Stern suggested requiring cities to put city council meetings on the Internet, perhaps via podcasts.

The problem is exacerbated by the fact that people are losing their watchdogs.

Local print publications are disappearing as print journalism jobs dry up due to changing habits of readers merging to the Web and print ad dollars dry up.

The Los Angeles Times once had seven local editions with staffs that covered neighborhoods, Stern said.

California lawmakers are debating bills related to the salary scandal in the city of Bell that has set off a fierce statewide debate about how much municipal employees should be paid.

Under one bill going before the legislature this week, SB501, all city and county government employees would have to report their compensation each year and have it posted on a public website.

Another bill, AB1955, would restrict the compensation that employees of charter cities can earn.

California's giant public pension fund, CalPERS, is reviewing the salaries of highly paid municipal employees statewide.

It also is conducting a separate review of the highly compensated employees of Bell, where a city manager's annual salary and benefits totaled $1.5 million.

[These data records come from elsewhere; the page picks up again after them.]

use crate::output::{degrees, print_json, print_table};
use anyhow::Context;
use armctl_core::instruction::InstructionSource;
use armctl_core::joint::JointId;
use armctl_core::sequencer::plan;
use serde::Serialize;
use std::path::{Path, PathBuf};

#[derive(Serialize)]
struct PlanRow<'a> {
    instruction: &'a str,
    seconds: f64,
    joint: JointId,
    actual: f64,
    input: f64,
    in_range: bool,
}

pub fn run(root: &Path, file: Option<PathBuf>, json: bool) -> anyhow::Result<()> {
    let config = super::load_config(root)?;
    super::ensure_valid(&config)?;
    let calibration = config
        .calibration_model()
        .context("failed to build calibration model")?;
    let source = super::instruction_source(root, &config, file);
    let instructions = source
        .load()
        .with_context(|| format!("failed to load {}", source.describe()))?;
    let steps = plan(&calibration, &instructions)?;

    let joints = &config.joints;
    let rows: Vec<PlanRow> = steps
        .iter()
        .flat_map(|step| {
            step.targets.iter().map(move |(joint, target)| PlanRow {
                instruction: &step.name,
                seconds: step.seconds,
                joint: *joint,
                actual: target.actual,
                input: target.native,
                in_range: joints
                    .get(joint)
                    .is_some_and(|c| c.range.contains(target.native)),
            })
        })
        .collect();

    if json {
        print_json(&rows)?;
        return Ok(());
    }

    if steps.is_empty() {
        println!("No instructions in {}.", source.describe());
        return Ok(());
    }

    let table = rows
        .iter()
        .map(|r| {
            vec![
                r.instruction.to_string(),
                degrees(r.seconds),
                r.joint.to_string(),
                degrees(r.actual),
                degrees(r.input),
                if r.in_range { String::new() } else { "OUT OF RANGE".to_string() },
            ]
        })
        .collect();
    print_table(&["INSTRUCTION", "SECONDS", "JOINT", "ACTUAL", "INPUT", ""], table);

    let blocked = rows.iter().filter(|r| !r.in_range).count();
    if blocked > 0 {
        println!(
            "\n{blocked} target(s) fall outside the servo range; `armctl run` will stop there."
        );
    }
    Ok(())
}
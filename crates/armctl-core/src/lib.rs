pub mod calibration;
pub mod config;
pub mod delay;
pub mod error;
pub mod instruction;
pub mod io;
pub mod joint;
pub mod registry;
pub mod sequencer;

pub use error::{ArmError, Result};
use crate::calibration::{
    default_anchors, AnchorPair, CalibrationEntry, CalibrationModel, GRIPPER_OPEN,
};
use crate::error::{ArmError, Result};
use crate::instruction::DEFAULT_INSTRUCTIONS_FILE;
use crate::joint::JointId;
use crate::registry::{Actuator, JointRegistry, ServoRange, SimulatedServo};
use crate::sequencer::TimingConfig;
use serde::{Deserialize, Serialize};
use std::collections::{BTreeMap, HashMap};
use std::path::{Path, PathBuf};

pub const CONFIG_FILE: &str = "arm.yaml";

// ---------------------------------------------------------------------------
// ConfigWarning / WarnLevel
// ---------------------------------------------------------------------------

#[derive(Debug, Clone, Serialize, Deserialize)]
pub struct ConfigWarning {
    pub level: WarnLevel,
    pub message: String,
}

#[derive(Debug, Clone, PartialEq, Serialize, Deserialize)]
#[serde(rename_all = "snake_case")]
pub enum WarnLevel {
    Warning,
    Error,
}

// ---------------------------------------------------------------------------
// BoardConfig
// ---------------------------------------------------------------------------

#[derive(Debug, Clone, PartialEq, Serialize, Deserialize)]
pub struct BoardConfig {
    /// PWM channels available on the servo board.
    #[serde(default = "default_channels")]
    pub channels: u8,
}

fn default_channels() -> u8 {
    16
}

impl Default for BoardConfig {
    fn default() -> Self {
        Self {
            channels: default_channels(),
        }
    }
}

// ---------------------------------------------------------------------------
// JointConfig
// ---------------------------------------------------------------------------

#[derive(Debug, Clone, PartialEq, Serialize, Deserialize)]
pub struct JointConfig {
    pub channel: u8,
    #[serde(default)]
    pub range: ServoRange,
    /// Native angle the servo is assumed to hold at startup.
    #[serde(default = "default_home")]
    pub home: f64,
    pub calibration: [AnchorPair; 2],
}

fn default_home() -> f64 {
    90.0
}

impl JointConfig {
    pub fn stock(joint: JointId) -> Self {
        Self {
            channel: joint.default_channel(),
            range: ServoRange::default(),
            home: if joint == JointId::S5 {
                GRIPPER_OPEN
            } else {
                default_home()
            },
            calibration: default_anchors(joint),
        }
    }
}

fn default_joints() -> BTreeMap<JointId, JointConfig> {
    JointId::all()
        .iter()
        .map(|j| (*j, JointConfig::stock(*j)))
        .collect()
}

fn default_instructions() -> String {
    DEFAULT_INSTRUCTIONS_FILE.to_string()
}

// ---------------------------------------------------------------------------
// ArmConfig
// ---------------------------------------------------------------------------

#[derive(Debug, Clone, PartialEq, Serialize, Deserialize)]
pub struct ArmConfig {
    /// Instruction file, relative to the project root.
    #[serde(default = "default_instructions")]
    pub instructions: String,
    #[serde(default)]
    pub board: BoardConfig,
    #[serde(default)]
    pub timing: TimingConfig,
    #[serde(default = "default_joints")]
    pub joints: BTreeMap<JointId, JointConfig>,
}

impl Default for ArmConfig {
    fn default() -> Self {
        Self {
            instructions: default_instructions(),
            board: BoardConfig::default(),
            timing: TimingConfig::default(),
            joints: default_joints(),
        }
    }
}

impl ArmConfig {
    pub fn path(root: &Path) -> PathBuf {
        root.join(CONFIG_FILE)
    }

    /// Reads `arm.yaml` under `root`; the stock rig is assumed when it is absent.
    pub fn load(root: &Path) -> Result<Self> {
        let path = Self::path(root);
        if !path.exists() {
            return Ok(Self::default());
        }
        let data = std::fs::read_to_string(&path)?;
        let cfg: ArmConfig = serde_yaml::from_str(&data)?;
        Ok(cfg)
    }

    pub fn to_yaml(&self) -> Result<String> {
        Ok(serde_yaml::to_string(self)?)
    }

    pub fn save(&self, root: &Path) -> Result<()> {
        let data = self.to_yaml()?;
        crate::io::atomic_write(&Self::path(root), data.as_bytes())
    }

    pub fn instructions_path(&self, root: &Path) -> PathBuf {
        root.join(&self.instructions)
    }

    pub fn calibration_model(&self) -> Result<CalibrationModel> {
        CalibrationModel::from_anchors(self.joints.iter().map(|(j, c)| (*j, c.calibration)))
            .map_err(|(joint, e)| ArmError::InvalidConfig(format!("joint {joint}: {e}")))
    }

    /// One simulated servo per configured joint, parked at its home angle.
    pub fn simulated_registry(&self) -> JointRegistry {
        let actuators: BTreeMap<JointId, Box<dyn Actuator>> = self
            .joints
            .iter()
            .map(|(joint, c)| {
                let servo: Box<dyn Actuator> =
                    Box::new(SimulatedServo::new(c.channel, c.range, c.home));
                (*joint, servo)
            })
            .collect();
        JointRegistry::new(actuators)
    }

    pub fn validate(&self) -> Vec<ConfigWarning> {
        let mut warnings = Vec::new();
        let mut error = |message: String| {
            warnings.push(ConfigWarning {
                level: WarnLevel::Error,
                message,
            })
        };

        for problem in self.timing.problems() {
            error(problem);
        }

        let mut by_channel: HashMap<u8, JointId> = HashMap::new();
        for (joint, c) in &self.joints {
            if c.channel >= self.board.channels {
                error(format!(
                    "joint {joint} uses channel {} but the board has {} channels",
                    c.channel, self.board.channels
                ));
            }
            if let Some(other) = by_channel.insert(c.channel, *joint) {
                error(format!(
                    "joints {other} and {joint} share channel {}",
                    c.channel
                ));
            }
            if c.range.min >= c.range.max {
                error(format!(
                    "joint {joint} has an empty range {}..={}",
                    c.range.min, c.range.max
                ));
            }
            if let Err(e) = CalibrationEntry::from_pairs(&c.calibration) {
                error(format!("joint {joint}: {e}"));
            }
        }

        for (joint, c) in &self.joints {
            if !c.range.contains(c.home) {
                warnings.push(ConfigWarning {
                    level: WarnLevel::Warning,
                    message: format!(
                        "joint {joint} home {} is outside its range {}..={}",
                        c.home, c.range.min, c.range.max
                    ),
                });
            }
            for anchor in &c.calibration {
                if !c.range.contains(anchor.input) {
                    warnings.push(ConfigWarning {
                        level: WarnLevel::Warning,
                        message: format!(
                            "joint {joint} calibration input {} is outside its range {}..={}",
                            anchor.input, c.range.min, c.range.max
                        ),
                    });
                }
            }
        }

        if self.joints.is_empty() {
            warnings.push(ConfigWarning {
                level: WarnLevel::Warning,
                message: "no joints configured".to_string(),
            });
        }

        warnings
    }
}

// ---------------------------------------------------------------------------
// Tests
// ---------------------------------------------------------------------------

Authorities are looking into questionable city contracts in Maywood. Residents of Hawaiian Gardens are gathering signatures in order to recall two city council members.

Other officials have also been charged in corruption-related cases.

In Vernon, the now-retired city manager, Bruce Malkenhorst Sr., was indicted after having made more than $600,000 a year.

In South Gate, the former treasurer was sentenced to 10 years in federal prison after being convicted of taking $20 million from the city.

In Compton, Former Mayor Omar Bradley and four city officials were arrested in connection with misusing city credit cards.

In Lynwood, five City Council members were indicted in connection with using city money to boost their salaries and for personal expenses.

KPCC Wire Services contributed to this report.